Thankfully, the circumstances above only occurred onscreen at the Weapons of Mass Destruction Decision Analysis Center at the Sandia National Laboratories, a national security research and development organization funded by the U.S. Department of Energy in Livermore, CA. The Analysis Center-a small theater with multiple screens-provides a means for individuals who would play a decision-making role in the event of a real emergency to rehearse those decisions in real time in what feels like an extravagant, video-game.
“It really is just like a networked game,” says Michael Johnson, head of software development at the Livermore facility. Think SimCity, but with fewer graphics and body counts instead of landscaping. The Center, which opened for presentations and beta testing this past summer, serves as a training camp for decision makers. Ten years of medical data from the state of California and a population model of the Bay area provide data for its simulations.
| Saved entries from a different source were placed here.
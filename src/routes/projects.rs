/// Project, agent, cost and activity routes
///
/// All routes sit behind `JwtMiddleware`. Ownership is checked here:
/// a resource belonging to someone else answers 404, the same as one
/// that does not exist.

use actix_web::{web, HttpResponse};
use serde::{Deserialize, Serialize};

use crate::auth::Identity;
use crate::error::AppError;
use crate::store::{NewProject, Project, ProjectStore, Store};
use crate::validators::{validate_description, validate_name};

const DEFAULT_ACTIVITY_LIMIT: i64 = 20;
const MAX_ACTIVITY_LIMIT: i64 = 100;

#[derive(Deserialize)]
pub struct CreateProjectRequest {
    pub name: String,
    pub description: Option<String>,
}

#[derive(Deserialize)]
pub struct ActivityQuery {
    pub limit: Option<i64>,
}

#[derive(Serialize)]
pub struct ProjectCostResponse {
    pub project_id: String,
    pub total_cost: f64,
}

/// Load a project and make sure the caller owns it
async fn owned_project(
    store: &dyn Store,
    identity: &Identity,
    project_id: &str,
) -> Result<Project, AppError> {
    match store.get_project_by_id(project_id).await? {
        Some(project) if project.user_id == identity.user_id => Ok(project),
        Some(_) => {
            tracing::warn!(
                user_id = %identity.user_id,
                project_id = %project_id,
                "Access to another user's project refused"
            );
            Err(AppError::NotFound("Project".to_string()))
        }
        None => Err(AppError::NotFound("Project".to_string())),
    }
}

/// GET /api/projects
pub async fn list_projects(
    identity: Identity,
    store: web::Data<dyn Store>,
) -> Result<HttpResponse, AppError> {
    let projects = store.list_projects_by_user(&identity.user_id).await?;
    Ok(HttpResponse::Ok().json(projects))
}

/// POST /api/projects
///
/// # Errors
/// - 400: Empty or oversized name/description
pub async fn create_project(
    identity: Identity,
    form: web::Json<CreateProjectRequest>,
    store: web::Data<dyn Store>,
) -> Result<HttpResponse, AppError> {
    let name = validate_name("name", &form.name)?;
    let description = validate_description(form.description.as_deref())?;

    let project = store
        .create_project(NewProject {
            user_id: identity.user_id.clone(),
            name,
            description,
        })
        .await?;

    tracing::info!(user_id = %identity.user_id, project_id = %project.id, "Project created");
    Ok(HttpResponse::Created().json(project))
}

/// GET /api/projects/{project_id}/agents
pub async fn list_project_agents(
    identity: Identity,
    path: web::Path<String>,
    store: web::Data<dyn Store>,
) -> Result<HttpResponse, AppError> {
    let project = owned_project(store.get_ref(), &identity, &path).await?;
    let agents = store.list_agents_by_project(&project.id).await?;
    Ok(HttpResponse::Ok().json(agents))
}

/// GET /api/projects/{project_id}/cost
pub async fn get_project_cost(
    identity: Identity,
    path: web::Path<String>,
    store: web::Data<dyn Store>,
) -> Result<HttpResponse, AppError> {
    let project = owned_project(store.get_ref(), &identity, &path).await?;
    let total_cost = store.get_total_cost_by_project(&project.id).await?;

    Ok(HttpResponse::Ok().json(ProjectCostResponse {
        project_id: project.id,
        total_cost,
    }))
}

/// GET /api/agents/{agent_id}
pub async fn get_agent(
    identity: Identity,
    path: web::Path<String>,
    store: web::Data<dyn Store>,
) -> Result<HttpResponse, AppError> {
    let agent = store
        .get_agent_by_id(&path)
        .await?
        .ok_or_else(|| AppError::NotFound("Agent".to_string()))?;

    owned_project(store.get_ref(), &identity, &agent.project_id)
        .await
        .map_err(|e| match e {
            AppError::NotFound(_) => AppError::NotFound("Agent".to_string()),
            other => other,
        })?;

    Ok(HttpResponse::Ok().json(agent))
}

/// GET /api/activity?limit=n
pub async fn recent_activity(
    identity: Identity,
    query: web::Query<ActivityQuery>,
    store: web::Data<dyn Store>,
) -> Result<HttpResponse, AppError> {
    let limit = query
        .limit
        .unwrap_or(DEFAULT_ACTIVITY_LIMIT)
        .clamp(1, MAX_ACTIVITY_LIMIT);

    let activities = store.get_recent_activities(&identity.user_id, limit).await?;
    Ok(HttpResponse::Ok().json(activities))
}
Officials hope to soon make the software available to agencies throughout the country who can tailor it to their region.
Unlike many current antiterrorism initiatives, the Analysis Center went into development before last year’s terrorist attacks on New York and Washington. “We were concerned, even before 9/11, that the need for such training wasn’t being adequately addressed,” says Howard Hirano, manager of advanced technology at Sandia. As a result, a team at Sandia began developing the idea for the Center in the spring of 2001. “The idea was to set up a center to focus on various kinds of weapons-of-mass-destruction attacks-chemical, biological, or radiological. There was a lot of work going on in various communities addressing this, but nothing on this level.”
The software is written using the high level architecture (HLA) programming standard prescribed by the Department of Defense. This protocol enables developers to mix programming languages and operating systems and create interoperable “war game” simulations, which are used by a number of organizations including NATO and the Institute of Electrical and Electronics Engineers.
Using HLA, Sandia has created what they call the Enterprise Modeling Architecture, which houses a database of information such as a list of diseases and their treatments plus demographic statistics of a given municipality’s population. The program filters these details of the simulation. “We can have any number of clients participate in this simulation and interact with these different models but only based on their role,” says Johnson.
For example, a user can log in as a public health official and receive detailed information on both Anthrax and Cipro, whereas someone logged in as a first responder-a fireman or ambulance EMT-might only see emergency room reports, which contain a bare minimum of facts. Both people can work through the same incident, and see how the decisions of each affect the other.
“It’s a valuable tool,” says Michael Nacht, dean of the Goldman School of Public Policy at University of California Berkeley, who tested the program last summer. “It gives you a flavor of the uncertainty in a crisis environment in the event of a domestic weapons of mass destruction attack.”
But according to Nacht, who also chairs a panel on the U.S. security department’s Threat Reduction Advisory Committee, some things are impossible to anticipate, let alone simulate. For example, a major Anthrax attack on a metropolitan area will create a crisis demand for Cipro. If there are limited places where the drug is available, people may line up literally for miles, a situation that might lead to panic. “A lot of things that are plausible are not necessarily included in the model,” says Nacht. “The secondary and tertiary consequences of the crisis don’t tend to get built in.”
Currently, the project is internally funded, but other government agencies, which Sandia declines to name, are interested in creating larger bio-defense and nuclear counter-terrorism models for other metropolitan areas. “It is my belief that these problems will play out at regional levels,” Hirano says, “yet they’ll have national consequences.”
And because these consequences are still so unknown, simulation programs are crucial. “We need to do it through simulation,” says Nacht, “because we have no data for the actual event-thank God.”